EXERCISE INPUTS —
________________________________________

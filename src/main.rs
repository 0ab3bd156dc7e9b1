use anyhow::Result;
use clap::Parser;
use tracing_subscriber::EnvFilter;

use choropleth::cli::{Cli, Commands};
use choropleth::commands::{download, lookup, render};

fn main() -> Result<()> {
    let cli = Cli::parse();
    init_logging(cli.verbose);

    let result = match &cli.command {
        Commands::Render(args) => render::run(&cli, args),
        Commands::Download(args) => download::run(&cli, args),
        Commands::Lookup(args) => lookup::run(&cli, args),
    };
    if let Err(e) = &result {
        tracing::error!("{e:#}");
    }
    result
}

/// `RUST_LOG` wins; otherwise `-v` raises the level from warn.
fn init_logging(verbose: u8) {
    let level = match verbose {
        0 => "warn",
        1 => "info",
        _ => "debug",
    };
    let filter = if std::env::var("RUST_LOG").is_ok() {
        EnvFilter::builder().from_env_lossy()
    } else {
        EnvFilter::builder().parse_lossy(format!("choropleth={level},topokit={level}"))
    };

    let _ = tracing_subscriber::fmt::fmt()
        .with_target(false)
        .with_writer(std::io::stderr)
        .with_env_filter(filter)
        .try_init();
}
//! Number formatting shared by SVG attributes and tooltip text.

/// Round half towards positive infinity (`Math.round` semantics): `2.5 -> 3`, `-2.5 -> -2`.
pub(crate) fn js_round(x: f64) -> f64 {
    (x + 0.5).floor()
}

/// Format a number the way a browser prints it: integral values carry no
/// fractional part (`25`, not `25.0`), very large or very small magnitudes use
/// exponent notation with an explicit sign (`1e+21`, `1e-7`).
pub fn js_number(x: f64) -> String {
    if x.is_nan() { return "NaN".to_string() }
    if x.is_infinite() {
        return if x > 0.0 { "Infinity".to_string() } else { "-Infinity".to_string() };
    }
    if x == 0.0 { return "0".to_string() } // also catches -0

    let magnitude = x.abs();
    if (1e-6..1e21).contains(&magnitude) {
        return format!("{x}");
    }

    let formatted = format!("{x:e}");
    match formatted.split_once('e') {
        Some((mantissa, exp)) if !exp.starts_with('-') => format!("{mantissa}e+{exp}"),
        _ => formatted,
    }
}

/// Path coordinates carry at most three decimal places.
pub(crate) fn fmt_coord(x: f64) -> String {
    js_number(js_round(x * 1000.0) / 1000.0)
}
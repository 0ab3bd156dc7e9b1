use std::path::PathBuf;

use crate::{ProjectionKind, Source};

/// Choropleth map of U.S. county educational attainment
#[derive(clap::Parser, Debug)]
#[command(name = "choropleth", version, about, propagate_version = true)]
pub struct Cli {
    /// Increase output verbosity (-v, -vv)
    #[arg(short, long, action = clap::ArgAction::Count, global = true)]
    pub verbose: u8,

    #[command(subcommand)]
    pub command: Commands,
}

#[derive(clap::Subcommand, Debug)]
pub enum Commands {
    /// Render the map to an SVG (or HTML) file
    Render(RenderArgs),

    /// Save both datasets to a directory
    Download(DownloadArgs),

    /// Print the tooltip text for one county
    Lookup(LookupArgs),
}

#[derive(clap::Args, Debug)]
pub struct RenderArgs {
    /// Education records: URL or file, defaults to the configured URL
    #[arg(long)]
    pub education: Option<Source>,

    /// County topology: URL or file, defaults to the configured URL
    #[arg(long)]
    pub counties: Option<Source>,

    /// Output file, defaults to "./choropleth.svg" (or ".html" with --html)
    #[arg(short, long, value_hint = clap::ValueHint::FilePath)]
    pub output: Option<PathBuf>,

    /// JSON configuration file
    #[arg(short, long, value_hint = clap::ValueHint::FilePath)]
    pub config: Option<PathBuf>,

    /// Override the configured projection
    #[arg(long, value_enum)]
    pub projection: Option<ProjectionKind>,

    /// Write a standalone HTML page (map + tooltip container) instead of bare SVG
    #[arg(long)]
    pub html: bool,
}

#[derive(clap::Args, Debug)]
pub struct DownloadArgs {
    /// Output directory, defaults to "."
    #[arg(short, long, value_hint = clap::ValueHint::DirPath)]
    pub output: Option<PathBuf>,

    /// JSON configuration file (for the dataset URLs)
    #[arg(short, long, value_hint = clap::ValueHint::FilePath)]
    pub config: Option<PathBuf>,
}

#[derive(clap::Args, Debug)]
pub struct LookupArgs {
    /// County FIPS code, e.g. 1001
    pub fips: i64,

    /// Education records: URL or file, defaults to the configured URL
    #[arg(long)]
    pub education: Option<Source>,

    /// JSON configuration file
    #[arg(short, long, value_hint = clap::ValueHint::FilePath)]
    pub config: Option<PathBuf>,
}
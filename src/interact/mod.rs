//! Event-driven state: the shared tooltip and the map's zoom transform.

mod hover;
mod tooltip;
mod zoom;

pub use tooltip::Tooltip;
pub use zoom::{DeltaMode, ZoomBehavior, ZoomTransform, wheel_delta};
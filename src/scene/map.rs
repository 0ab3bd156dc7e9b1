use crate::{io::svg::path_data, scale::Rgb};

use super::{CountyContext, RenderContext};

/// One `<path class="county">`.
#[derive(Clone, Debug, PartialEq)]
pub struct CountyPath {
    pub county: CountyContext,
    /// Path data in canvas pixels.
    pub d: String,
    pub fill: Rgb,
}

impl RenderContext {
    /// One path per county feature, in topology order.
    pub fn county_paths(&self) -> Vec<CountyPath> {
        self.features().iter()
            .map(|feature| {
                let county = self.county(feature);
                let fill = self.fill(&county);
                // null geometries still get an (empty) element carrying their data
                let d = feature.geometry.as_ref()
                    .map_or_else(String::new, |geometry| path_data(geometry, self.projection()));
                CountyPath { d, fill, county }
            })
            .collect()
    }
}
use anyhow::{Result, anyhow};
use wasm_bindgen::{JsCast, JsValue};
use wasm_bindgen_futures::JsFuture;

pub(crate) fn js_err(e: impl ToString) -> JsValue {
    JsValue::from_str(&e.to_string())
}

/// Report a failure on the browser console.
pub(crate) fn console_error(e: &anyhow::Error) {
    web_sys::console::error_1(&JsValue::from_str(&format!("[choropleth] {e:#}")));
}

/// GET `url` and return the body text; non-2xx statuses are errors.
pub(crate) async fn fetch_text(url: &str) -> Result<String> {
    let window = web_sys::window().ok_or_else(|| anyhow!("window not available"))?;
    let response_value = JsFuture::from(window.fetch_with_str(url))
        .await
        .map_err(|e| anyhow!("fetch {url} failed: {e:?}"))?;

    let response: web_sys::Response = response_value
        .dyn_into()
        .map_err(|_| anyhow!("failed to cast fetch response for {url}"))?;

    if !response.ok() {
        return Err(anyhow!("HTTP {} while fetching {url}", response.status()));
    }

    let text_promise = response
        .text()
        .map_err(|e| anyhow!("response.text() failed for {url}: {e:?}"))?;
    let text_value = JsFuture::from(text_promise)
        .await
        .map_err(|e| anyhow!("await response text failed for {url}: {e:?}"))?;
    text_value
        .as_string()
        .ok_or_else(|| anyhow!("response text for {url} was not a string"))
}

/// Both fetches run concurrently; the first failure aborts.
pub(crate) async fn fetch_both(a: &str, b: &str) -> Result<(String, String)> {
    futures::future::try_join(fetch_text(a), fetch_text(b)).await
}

________________________________________

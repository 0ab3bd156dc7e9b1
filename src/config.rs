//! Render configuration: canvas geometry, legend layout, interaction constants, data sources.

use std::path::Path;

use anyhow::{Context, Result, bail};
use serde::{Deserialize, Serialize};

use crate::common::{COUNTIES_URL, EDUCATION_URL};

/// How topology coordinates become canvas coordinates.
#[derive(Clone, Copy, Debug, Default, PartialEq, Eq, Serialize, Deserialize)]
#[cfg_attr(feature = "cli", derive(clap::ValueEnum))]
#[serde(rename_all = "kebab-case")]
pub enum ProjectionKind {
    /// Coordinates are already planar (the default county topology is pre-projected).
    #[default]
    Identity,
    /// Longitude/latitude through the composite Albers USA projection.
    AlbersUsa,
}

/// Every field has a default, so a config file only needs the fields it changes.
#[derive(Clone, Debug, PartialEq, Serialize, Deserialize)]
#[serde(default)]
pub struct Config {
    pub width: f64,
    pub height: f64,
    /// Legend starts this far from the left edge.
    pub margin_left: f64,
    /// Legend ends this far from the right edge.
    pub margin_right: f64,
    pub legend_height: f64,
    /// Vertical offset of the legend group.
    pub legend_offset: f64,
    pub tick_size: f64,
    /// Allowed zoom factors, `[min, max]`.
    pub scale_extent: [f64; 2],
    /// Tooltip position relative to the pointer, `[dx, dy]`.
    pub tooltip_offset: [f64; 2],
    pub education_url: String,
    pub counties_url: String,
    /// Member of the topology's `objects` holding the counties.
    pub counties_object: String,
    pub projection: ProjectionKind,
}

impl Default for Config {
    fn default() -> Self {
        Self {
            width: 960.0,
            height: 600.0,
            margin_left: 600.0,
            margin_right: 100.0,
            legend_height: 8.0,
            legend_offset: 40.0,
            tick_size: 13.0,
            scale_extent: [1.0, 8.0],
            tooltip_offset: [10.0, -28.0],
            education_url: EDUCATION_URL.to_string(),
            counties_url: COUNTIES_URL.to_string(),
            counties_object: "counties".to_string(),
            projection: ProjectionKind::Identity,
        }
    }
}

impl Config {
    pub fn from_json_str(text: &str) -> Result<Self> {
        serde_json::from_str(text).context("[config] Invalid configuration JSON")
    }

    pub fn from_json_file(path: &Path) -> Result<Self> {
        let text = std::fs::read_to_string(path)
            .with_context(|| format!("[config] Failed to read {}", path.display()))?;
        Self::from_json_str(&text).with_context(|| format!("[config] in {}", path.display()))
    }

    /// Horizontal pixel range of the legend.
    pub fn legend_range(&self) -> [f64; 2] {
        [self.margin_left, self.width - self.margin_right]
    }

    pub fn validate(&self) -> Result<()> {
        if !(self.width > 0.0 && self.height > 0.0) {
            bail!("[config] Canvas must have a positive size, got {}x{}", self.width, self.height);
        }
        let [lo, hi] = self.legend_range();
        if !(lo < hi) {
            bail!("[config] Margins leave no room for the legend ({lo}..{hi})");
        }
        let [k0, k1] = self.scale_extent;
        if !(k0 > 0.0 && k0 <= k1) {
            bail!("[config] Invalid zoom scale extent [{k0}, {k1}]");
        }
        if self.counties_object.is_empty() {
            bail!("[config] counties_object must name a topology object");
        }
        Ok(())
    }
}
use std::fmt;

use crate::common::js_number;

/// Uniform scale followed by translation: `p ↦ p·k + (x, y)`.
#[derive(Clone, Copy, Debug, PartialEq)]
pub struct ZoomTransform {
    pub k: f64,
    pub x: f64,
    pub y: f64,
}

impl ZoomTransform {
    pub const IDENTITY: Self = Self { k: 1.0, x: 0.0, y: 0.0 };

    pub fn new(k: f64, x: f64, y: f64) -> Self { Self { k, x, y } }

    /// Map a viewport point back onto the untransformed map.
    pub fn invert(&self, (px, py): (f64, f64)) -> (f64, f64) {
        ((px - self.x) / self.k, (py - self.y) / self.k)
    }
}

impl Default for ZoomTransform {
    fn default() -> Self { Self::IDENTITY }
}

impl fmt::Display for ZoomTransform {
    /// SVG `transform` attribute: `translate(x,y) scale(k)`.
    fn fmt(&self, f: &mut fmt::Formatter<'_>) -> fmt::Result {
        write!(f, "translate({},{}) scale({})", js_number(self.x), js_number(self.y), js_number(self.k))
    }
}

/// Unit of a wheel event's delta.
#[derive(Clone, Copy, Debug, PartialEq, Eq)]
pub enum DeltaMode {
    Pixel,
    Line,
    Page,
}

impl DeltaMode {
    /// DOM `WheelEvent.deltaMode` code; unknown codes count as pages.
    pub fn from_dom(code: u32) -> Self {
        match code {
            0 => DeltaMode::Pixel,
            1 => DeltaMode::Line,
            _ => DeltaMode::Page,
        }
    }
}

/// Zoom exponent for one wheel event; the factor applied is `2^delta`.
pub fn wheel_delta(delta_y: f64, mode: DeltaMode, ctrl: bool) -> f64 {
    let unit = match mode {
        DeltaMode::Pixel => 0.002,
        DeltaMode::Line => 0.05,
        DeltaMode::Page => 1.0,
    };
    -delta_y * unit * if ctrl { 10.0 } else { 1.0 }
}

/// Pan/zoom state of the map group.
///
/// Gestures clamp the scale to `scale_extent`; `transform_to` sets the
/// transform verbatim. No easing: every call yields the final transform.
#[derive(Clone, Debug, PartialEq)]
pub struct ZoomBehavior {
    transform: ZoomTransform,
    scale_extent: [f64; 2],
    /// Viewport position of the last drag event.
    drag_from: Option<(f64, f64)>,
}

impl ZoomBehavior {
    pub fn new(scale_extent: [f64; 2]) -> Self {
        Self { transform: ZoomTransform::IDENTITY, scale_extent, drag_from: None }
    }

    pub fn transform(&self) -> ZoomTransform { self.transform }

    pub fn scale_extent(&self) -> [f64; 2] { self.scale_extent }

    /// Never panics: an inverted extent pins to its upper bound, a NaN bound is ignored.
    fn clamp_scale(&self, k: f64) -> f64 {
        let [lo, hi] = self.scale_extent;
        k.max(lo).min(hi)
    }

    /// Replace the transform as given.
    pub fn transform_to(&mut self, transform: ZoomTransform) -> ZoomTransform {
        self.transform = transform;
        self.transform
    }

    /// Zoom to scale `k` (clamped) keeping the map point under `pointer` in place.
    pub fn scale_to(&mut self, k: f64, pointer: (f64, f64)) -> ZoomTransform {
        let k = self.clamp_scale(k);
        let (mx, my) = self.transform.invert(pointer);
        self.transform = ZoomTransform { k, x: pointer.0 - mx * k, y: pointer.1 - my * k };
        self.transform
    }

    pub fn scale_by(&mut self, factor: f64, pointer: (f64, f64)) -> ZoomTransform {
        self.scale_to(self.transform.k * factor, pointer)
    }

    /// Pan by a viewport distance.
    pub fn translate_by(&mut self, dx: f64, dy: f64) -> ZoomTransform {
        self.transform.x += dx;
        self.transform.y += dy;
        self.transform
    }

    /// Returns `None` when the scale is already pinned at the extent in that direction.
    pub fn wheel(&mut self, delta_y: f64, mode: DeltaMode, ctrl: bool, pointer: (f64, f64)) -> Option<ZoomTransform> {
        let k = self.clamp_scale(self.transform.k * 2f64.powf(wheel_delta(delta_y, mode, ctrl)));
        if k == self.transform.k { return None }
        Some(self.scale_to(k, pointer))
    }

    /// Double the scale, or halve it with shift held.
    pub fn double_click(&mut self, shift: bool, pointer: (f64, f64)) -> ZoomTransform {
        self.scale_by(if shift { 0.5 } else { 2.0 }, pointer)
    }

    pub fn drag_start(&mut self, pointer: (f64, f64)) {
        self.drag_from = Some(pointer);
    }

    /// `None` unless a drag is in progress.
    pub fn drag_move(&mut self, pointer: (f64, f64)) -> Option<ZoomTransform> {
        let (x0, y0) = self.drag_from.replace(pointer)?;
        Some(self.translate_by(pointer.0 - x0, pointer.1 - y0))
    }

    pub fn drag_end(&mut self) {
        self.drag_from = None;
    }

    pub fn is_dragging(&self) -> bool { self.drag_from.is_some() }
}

________________________________________

EXERCISE INSTRUCTIONS —
Lines of the listing that contain the word "already" are to be counted; report only their number.

PROBLEM SOLUTION —
2